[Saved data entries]
==============================

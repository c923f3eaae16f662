//! 流水线状态缓冲 (Pipeline Cycler)
//!
//! 渲染流水线的每个阶段（App / Cull / Draw）各自持有一份节点状态快照，
//! 后面的阶段还在读取上一帧数据时，前面的阶段就可以开始写入下一帧。
//!
//! 写入采用 Copy-on-Write：只有当目标阶段的快照仍与其他阶段（或还没
//! 释放的读者）共享时才克隆，之后的写入直接原地进行。读取永不阻塞，
//! 拿到的 `Arc` 在持有期间内容保持稳定（按阶段的快照隔离）。
//!
//! 这是一个通用的"版本化单元"，不限于场景图数据。

use std::sync::Arc;

use parking_lot::{Mutex, MutexGuard};
use smallvec::SmallVec;

/// 结构性修改所在的阶段（应用逻辑阶段）
pub const APP_STAGE: usize = 0;

/// 默认流水线阶段数：App / Cull / Draw
pub const DEFAULT_STAGES: usize = 3;

type Stages<T> = SmallVec<[Arc<T>; DEFAULT_STAGES]>;

/// Per-stage copy-on-write container of `T` snapshots.
#[derive(Debug)]
pub struct Cycler<T> {
    stages: Mutex<Stages<T>>,
}

impl<T: Clone> Cycler<T> {
    /// 创建 `num_stages` 个阶段，初始时全部共享同一份快照
    pub fn new(num_stages: usize, initial: T) -> Self {
        assert!(num_stages >= 1, "a cycler needs at least one stage");
        let shared = Arc::new(initial);
        let stages = (0..num_stages).map(|_| Arc::clone(&shared)).collect();
        Self {
            stages: Mutex::new(stages),
        }
    }

    #[must_use]
    pub fn num_stages(&self) -> usize {
        self.stages.lock().len()
    }

    /// 读快照：调用者持有返回的 `Arc` 期间内容不会改变
    #[must_use]
    pub fn read(&self, stage: usize) -> Arc<T> {
        let stages = self.stages.lock();
        Arc::clone(&stages[stage])
    }

    /// 写快照：守卫存活期间，同一节点的其他写入者被串行化。
    ///
    /// 第一次解可变引用时，若快照仍被共享则先克隆（Copy-on-Write），
    /// 修改只对本阶段可见。
    pub fn write(&self, stage: usize) -> CyclerWriteGuard<'_, T> {
        let stages = self.stages.lock();
        debug_assert!(stage < stages.len());
        CyclerWriteGuard { stages, stage }
    }

    /// 该阶段是否已经拥有独立副本（不再与其他阶段共享）
    #[must_use]
    pub fn is_stage_unique(&self, stage: usize) -> bool {
        let stages = self.stages.lock();
        stages
            .iter()
            .enumerate()
            .all(|(i, arc)| i == stage || !Arc::ptr_eq(arc, &stages[stage]))
    }

    /// 帧边界：每个阶段的快照向后推进一级，阶段 0 重新与阶段 1 共享。
    ///
    /// 推进之后所有阶段恢复共享关系，下一次写入会再次触发 Copy-on-Write。
    pub fn cycle(&self) {
        // 被挤出去的末级快照在锁外丢弃：快照里的内容可能带着析构逻辑
        // 回头访问这个 cycler
        let mut retired: SmallVec<[Arc<T>; DEFAULT_STAGES]> = SmallVec::new();
        {
            let mut stages = self.stages.lock();
            for i in (1..stages.len()).rev() {
                let next = Arc::clone(&stages[i - 1]);
                retired.push(std::mem::replace(&mut stages[i], next));
            }
        }
        drop(retired);
    }

    /// 对每一份互不相同的快照副本各执行一次 `f`（跨所有阶段）。
    ///
    /// 共享同一副本的阶段只处理一次，处理后保持它们之间的共享关系。
    pub fn for_each_unique_copy(&self, mut f: impl FnMut(&mut T)) {
        // 旧副本统一在锁外丢弃，理由同 [`Self::cycle`]
        let mut retired: SmallVec<[Arc<T>; DEFAULT_STAGES]> = SmallVec::new();
        {
            let mut stages = self.stages.lock();
            let mut done: SmallVec<[*const T; DEFAULT_STAGES]> = SmallVec::new();
            for i in 0..stages.len() {
                let ptr = Arc::as_ptr(&stages[i]);
                if done.contains(&ptr) {
                    continue;
                }
                done.push(ptr);

                // make_mut 会克隆（本函数自身也持有一个引用）；把共享这一
                // 副本的阶段整体换到新副本上，保持它们之间的共享关系不变
                let mut arc = Arc::clone(&stages[i]);
                f(Arc::make_mut(&mut arc));
                done.push(Arc::as_ptr(&arc));
                for slot in stages.iter_mut() {
                    if Arc::as_ptr(slot) == ptr {
                        retired.push(std::mem::replace(slot, Arc::clone(&arc)));
                    }
                }
            }
        }
        drop(retired);
    }
}

/// Write access to one stage's snapshot; see [`Cycler::write`].
pub struct CyclerWriteGuard<'a, T: Clone> {
    stages: MutexGuard<'a, Stages<T>>,
    stage: usize,
}

impl<T: Clone> std::ops::Deref for CyclerWriteGuard<'_, T> {
    type Target = T;

    fn deref(&self) -> &T {
        &self.stages[self.stage]
    }
}

impl<T: Clone> std::ops::DerefMut for CyclerWriteGuard<'_, T> {
    fn deref_mut(&mut self) -> &mut T {
        Arc::make_mut(&mut self.stages[self.stage])
    }
}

==============================

_WHAT YOU HAVE TO DO_
Only one stretch of the data above is needed. Restate it word for word, from the line containing "#[derive(Debug)]" through the line containing "pub fn read(&self, stage: usize)", both ends included.

_EXERCISE OUTPUT_
#[derive(Debug)]
pub struct Cycler<T> {
    stages: Mutex<Stages<T>>,
}

impl<T: Clone> Cycler<T> {
    /// 创建 `num_stages` 个阶段，初始时全部共享同一份快照
    pub fn new(num_stages: usize, initial: T) -> Self {
        assert!(num_stages >= 1, "a cycler needs at least one stage");
        let shared = Arc::new(initial);
        let stages = (0..num_stages).map(|_| Arc::clone(&shared)).collect();
        Self {
            stages: Mutex::new(stages),
        }
    }

    #[must_use]
    pub fn num_stages(&self) -> usize {
        self.stages.lock().len()
    }

    /// 读快照：调用者持有返回的 `Arc` 期间内容不会改变
    #[must_use]
    pub fn read(&self, stage: usize) -> Arc<T> {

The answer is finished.